What happened

An SEC filing dated August 15, 2025, shows 1248 Management, LLC increased its Tesla (TSLA -1.12%) holding by 16,443 shares. The estimated transaction value, based on the period's average share price, is approximately $4.94 million. After the trade, the fund's total Tesla position rose to 18,754 shares, valued at $5.96 million.

The full filing is available here.

What else to know

Tesla now accounts for 2.2% of 1248 Management's 13F reportable assets.

Top holdings after the filing:

  1. Palmer Square Capital BDC: $42.49 million (15.7% of AUM)
  2. Amazon: $18.74 million (6.9% of AUM)
  3. Alphabet: $16.83 million (6.2% of AUM)
  4. Microsoft: $16.35 million (6.0% of AUM)
  5. JPMorgan Chase: $12.81 million (4.7% of AUM)

As of August 18, 2025, Tesla shares were trading at $335.16, up 50.5% over the past year, outperforming the S&P 500 by 35.5 percentage points.

Tesla's forward P/E (FY1) is 135.87; EV/EBITDA (TTM) stands at 76.8; and has a 5-year revenue CAGR of 31.8%, as of August 19, 2025. The stock is trading 30.2% below its 52-week high.

Company Overview

MetricValue
Market Capitalization$1081.1 billion
Revenue (TTM)$97.729 billion
Net Income (TTM)$5.92 billion
One-Year Price Change50.5%

Company Snapshot

  • Tesla offers electric vehicles, energy generation and storage systems, and related services;
  • Operates a direct-to-consumer sales model, generating income through vehicle sales, leasing, energy solutions, regulatory credits, and after-sales services.
  • Serves individual consumers, businesses, utilities, and commercial clients globally, with a strong presence in the United States and China.

Foolish take

1248 Management's acquisition of Tesla stock makes perfect sense.

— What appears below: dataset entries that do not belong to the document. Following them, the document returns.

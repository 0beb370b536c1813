//! Generational behavior: budget-triggered collections, whole-segment
//! promotion, and survivor accounting.

use std::sync::atomic::{AtomicUsize, Ordering};

use molten_gc::{
    CollectionType, Generation, HeapConfig, RuntimeHeap, SurvivalStats, TypeDescriptor,
};

#[test]
fn allocation_pressure_triggers_minor_collections() {
    let heap = RuntimeHeap::new(HeapConfig::small());
    let cell = heap.register_type(TypeDescriptor::new("cell", 2, vec![], false));
    let mutator = heap.register_mutator();
    let _frame = mutator.frame();

    // 64 KiB of garbage against a 16 KiB budget.
    for _ in 0..2000 {
        let _ = heap.allocate(cell).unwrap();
    }
    assert!(
        heap.metrics().total_minor_collections() >= 2,
        "budget never triggered a collection"
    );
    assert_eq!(heap.metrics().last().collection_type, CollectionType::Minor);
}

#[test]
fn survivors_promote_whole_segments() {
    let heap = RuntimeHeap::new(HeapConfig::default());
    let cell = heap.register_type(TypeDescriptor::new("cell", 1, vec![], false));
    let mutator = heap.register_mutator();
    let frame = mutator.frame();

    let obj = heap.allocate(cell).unwrap();
    heap.write_word(obj, 0, 0xA5A5);
    let slot = frame.push(Some(obj));

    heap.collect_generation(Generation::Gen0);
    let obj = slot.get().unwrap();
    assert_eq!(heap.generation_of(obj), Some(Generation::Gen1));

    // Gen0-only collections leave the middle generation alone.
    heap.collect_generation(Generation::Gen0);
    let obj = slot.get().unwrap();
    assert_eq!(heap.generation_of(obj), Some(Generation::Gen1));

    heap.collect_generation(Generation::Gen1);
    let obj = slot.get().unwrap();
    assert_eq!(heap.generation_of(obj), Some(Generation::Gen2));
    assert_eq!(heap.read_word(obj, 0), 0xA5A5);
}

#[test]
fn sweep_accounting_matches_the_object_graph() {
    let heap = RuntimeHeap::new(HeapConfig::default());
    let cell = heap.register_type(TypeDescriptor::new("cell", 2, vec![], false));
    let mutator = heap.register_mutator();
    let frame = mutator.frame();

    // 100 rooted objects, 1000 garbage ones, 32 bytes each.
    for _ in 0..100 {
        let obj = heap.allocate(cell).unwrap();
        frame.push(Some(obj));
    }
    for _ in 0..1000 {
        let _ = heap.allocate(cell).unwrap();
    }
    heap.collect_generation(Generation::Gen0);

    let last = heap.metrics().last();
    assert_eq!(last.collection_type, CollectionType::Minor);
    assert_eq!(last.objects_surviving, 100);
    assert_eq!(last.objects_reclaimed, 1000);
    assert_eq!(last.bytes_surviving, 100 * 32);
    // Reclaimed bytes include the retired allocation-context remainders.
    assert!(last.bytes_reclaimed >= 1000 * 32);
}

static POLICY_CALLS: AtomicUsize = AtomicUsize::new(0);

fn fixed_budget(_stats: &SurvivalStats, config: &HeapConfig) -> usize {
    POLICY_CALLS.fetch_add(1, Ordering::Relaxed);
    config.min_gen0_budget
}

#[test]
fn budget_policy_is_replaceable() {
    let mut config = HeapConfig::small();
    config.budget_policy = fixed_budget;
    let heap = RuntimeHeap::new(config);
    let cell = heap.register_type(TypeDescriptor::new("cell", 2, vec![], false));
    let mutator = heap.register_mutator();
    let _frame = mutator.frame();

    for _ in 0..2000 {
        let _ = heap.allocate(cell).unwrap();
    }
    heap.collect_generation(Generation::Gen0);
    assert!(
        POLICY_CALLS.load(Ordering::Relaxed) >= 1,
        "custom budget policy was never consulted"
    );
}
//! Sliding compaction for fragmented small-object segments.
//!
//! Runs only in full collections, after marking, with every mutator
//! suspended. Live objects slide toward the segment base in address order;
//! pinned objects stay put and the slide resumes past them, so moves are
//! always downward and a forward memmove is safe. Large objects never move.

use std::collections::HashMap;
use std::sync::atomic::Ordering;

use tracing::debug;

use crate::heap::segment::Segment;
use crate::heap::HeapState;
use crate::object::{
    write_free_filler, ObjRef, TypeRegistry, FLAG_MARK, FLAG_PIN, TYPE_FREE,
};
use crate::roots::Root;

/// Old address -> new address for every object compaction moves.
pub(crate) type ForwardMap = HashMap<usize, usize>;

/// What a compaction pass did, for the sweep accounting that follows it.
#[derive(Default)]
pub(crate) struct CompactOutcome {
    pub forward: ForwardMap,
    /// Indices of the segments whose plans were applied.
    pub compacted: Vec<usize>,
    pub relocated: usize,
    pub live_bytes: usize,
    pub live_objects: usize,
    /// Garbage erased by the slide instead of by the sweep.
    pub dead_bytes: usize,
    pub dead_objects: usize,
}

struct PlanEntry {
    old: usize,
    new: usize,
    size: usize,
}

#[derive(Default)]
struct SegmentPlan {
    entries: Vec<PlanEntry>,
    new_bump: usize,
    dead_bytes: usize,
    dead_objects: usize,
}

/// Plans and performs compaction of every condemned small-object segment
/// whose dead-space ratio exceeds `free_ratio`. Compacted segments come out
/// fully swept: dead objects are erased by the slide, survivor flags are
/// cleared, and `live_bytes` is up to date.
///
/// Reference slots of all live objects are rewritten here; the caller
/// rewrites roots, handles, and the finalization queue.
pub(crate) fn compact_heap(
    state: &mut HeapState,
    types: &TypeRegistry,
    condemned: &[usize],
    free_ratio: f64,
) -> CompactOutcome {
    let mut outcome = CompactOutcome::default();
    let mut plans: Vec<(usize, SegmentPlan)> = Vec::new();

    for &index in condemned {
        let seg = &state.segments[index];
        if seg.large || dead_ratio(seg) <= free_ratio {
            continue;
        }
        let plan = plan_segment(seg, &mut outcome.forward);
        if !plan.entries.is_empty() {
            plans.push((index, plan));
        }
    }
    if outcome.forward.is_empty() {
        return CompactOutcome::default();
    }

    // Rewrite heap references before any object moves; the map still keys
    // on old addresses.
    rewrite_heap_refs(state, types, &outcome.forward);

    for (index, plan) in &plans {
        let seg = &mut state.segments[*index];
        outcome.relocated += apply_plan(seg, &plan.entries, plan.new_bump);
        outcome.compacted.push(*index);
        outcome.live_bytes += seg.live_bytes;
        outcome.live_objects += plan.entries.len();
        outcome.dead_bytes += plan.dead_bytes;
        outcome.dead_objects += plan.dead_objects;
    }
    debug!(
        relocated = outcome.relocated,
        segments = plans.len(),
        "compaction complete"
    );
    outcome
}

fn dead_ratio(seg: &Segment) -> f64 {
    let mut dead = 0usize;
    let mut total = 0usize;
    seg.walk(|obj| {
        total += obj.size();
        if obj.type_id() == TYPE_FREE || !obj.is_marked() {
            dead += obj.size();
        }
    });
    if total == 0 {
        return 0.0;
    }
    #[allow(clippy::cast_precision_loss)]
    {
        dead as f64 / total as f64
    }
}

/// Computes sliding destinations. Pinned survivors act as barriers: the
/// destination cursor jumps past them, so every move is downward.
fn plan_segment(seg: &Segment, forward: &mut ForwardMap) -> SegmentPlan {
    let mut plan = SegmentPlan::default();
    let mut dest = seg.objects_start();
    seg.walk(|obj| {
        if obj.type_id() == TYPE_FREE {
            return;
        }
        let size = obj.size();
        if !obj.is_marked() {
            plan.dead_bytes += size;
            plan.dead_objects += 1;
            return;
        }
        if obj.is_pinned() {
            plan.entries.push(PlanEntry {
                old: obj.addr(),
                new: obj.addr(),
                size,
            });
            dest = dest.max(obj.addr() + size);
        } else {
            if dest != obj.addr() {
                forward.insert(obj.addr(), dest);
            }
            plan.entries.push(PlanEntry {
                old: obj.addr(),
                new: dest,
                size,
            });
            dest += size;
        }
    });
    plan.new_bump = dest;
    plan
}

/// Rewrites every reference slot of every live object through the map.
fn rewrite_heap_refs(state: &HeapState, types: &TypeRegistry, forward: &ForwardMap) {
    for seg in &state.segments {
        seg.walk(|obj| {
            if obj.type_id() == TYPE_FREE || !obj.is_marked() {
                return;
            }
            let desc = types
                .get(obj.type_id())
                .unwrap_or_else(|| panic!("corrupt object header at {:#x}", obj.addr()));
            for &slot in &desc.ref_slots {
                // SAFETY: the descriptor bounds the slot.
                let target = unsafe { obj.read_slot(slot as usize) };
                if let Some(&new) = forward.get(&target) {
                    // SAFETY: same slot, new target address.
                    unsafe { obj.write_slot(slot as usize, new) };
                }
            }
        });
    }
}

/// Rewrites one root slot through the map.
pub(crate) fn rewrite_root(root: Root, forward: &ForwardMap) {
    if let Root::Slot(slot) = root {
        // SAFETY: reported slots outlive the collection.
        let value = unsafe { (*slot).load(Ordering::Relaxed) };
        if let Some(&new) = forward.get(&value) {
            // SAFETY: as above.
            unsafe { (*slot).store(new, Ordering::Relaxed) };
        }
    }
}

/// Moves object bytes, re-tiles the gaps around pinned islands, resets the
/// bump pointer, and clears mark/pin flags on the survivors.
fn apply_plan(seg: &mut Segment, entries: &[PlanEntry], new_bump: usize) -> usize {
    let mut relocated = 0;
    for entry in entries {
        if entry.new != entry.old {
            // SAFETY: both ranges lie in this segment's committed object
            // area; plan order guarantees the destination run is free or
            // overlaps the source downward, which ptr::copy handles.
            unsafe {
                std::ptr::copy(
                    entry.old as *const u8,
                    entry.new as *mut u8,
                    entry.size,
                );
            }
            relocated += 1;
        }
    }

    // Entries sorted by new address; fill the holes between them.
    let mut sorted: Vec<&PlanEntry> = entries.iter().collect();
    sorted.sort_unstable_by_key(|e| e.new);
    let mut cursor = seg.objects_start();
    let mut live_bytes = 0;
    for entry in &sorted {
        if entry.new > cursor {
            // SAFETY: the gap holds no live object.
            unsafe { write_free_filler(cursor, entry.new - cursor) };
        }
        cursor = entry.new + entry.size;
        live_bytes += entry.size;
        let obj = ObjRef::from_addr(entry.new).expect("object addresses are never zero");
        obj.clear_flags(FLAG_MARK | FLAG_PIN);
    }
    debug_assert!(cursor <= new_bump);
    if new_bump > cursor {
        // SAFETY: trailing hole below the old bump pointer.
        unsafe { write_free_filler(cursor, new_bump - cursor) };
    }
    seg.reset_bump(new_bump);
    seg.live_bytes = live_bytes;
    let _ = seg.shrink();
    relocated
}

According to the assumptions outlined above, the new position moves its Tesla holding from about 0.22% of its holdings to 2.2%. For reference, Tesla's current weighting in the S&P 500 index is about 1.8%, so you could argue that 1248 Management moved from a significantly underweight position to a slightly overweight one.

I think this is a good move. Tesla is undoubtedly a risky stock, as most of its value lies in its robotaxi and full self-driving (FSD) software, and both are far from their final destination right now. The company is slowly rolling out its robotaxi service, but as of the time of writing, it's only available in parts of Austin and San Francisco, and there is a safety person in the car in both locales. Meanwhile, unsupervised FSD is still not available to the public.

That said, if Tesla gets both these technologies into a commercially viable stage, the upside potential from generating a long-term stream of revenue from robotaxis and unsupervised FSD software sales is significant. Tesla stock contains risk, but it also contains reward, and that makes it a good part of a balanced or growth investor's portfolio.

The company has its doubters, but no other automotive company is anything close to Tesla's potential advantages in the robotaxi market. That counts for something, and 1248 Management probably agrees.

Glossary

13F reportable assets: Assets that investment managers must report quarterly to the SEC if they exceed $100 million in U.S. securities.
Assets under management (AUM): The total market value of investments managed on behalf of clients by a fund or firm.
Quarterly average price: The average price of a security over a three-month reporting period.
Stake: The total amount of ownership or interest a fund or investor holds in a particular company.
Forward P/E (FY1): Price-to-earnings ratio using forecasted earnings for the next fiscal year.
EV/EBITDA (TTM): Enterprise value divided by earnings before interest, taxes, depreciation, and amortization for the trailing twelve months.
CAGR: Compound annual growth rate; the mean annual growth rate of an investment over a specified time period longer than one year.
Direct-to-consumer sales model: A business approach where products are sold directly to customers, bypassing third-party retailers or dealers.
Regulatory credits: Tradable credits earned by companies for meeting environmental or other government standards, which can be sold to other firms.
Trailing twelve months (TTM):The 12-month period ending with the most recent quarterly report.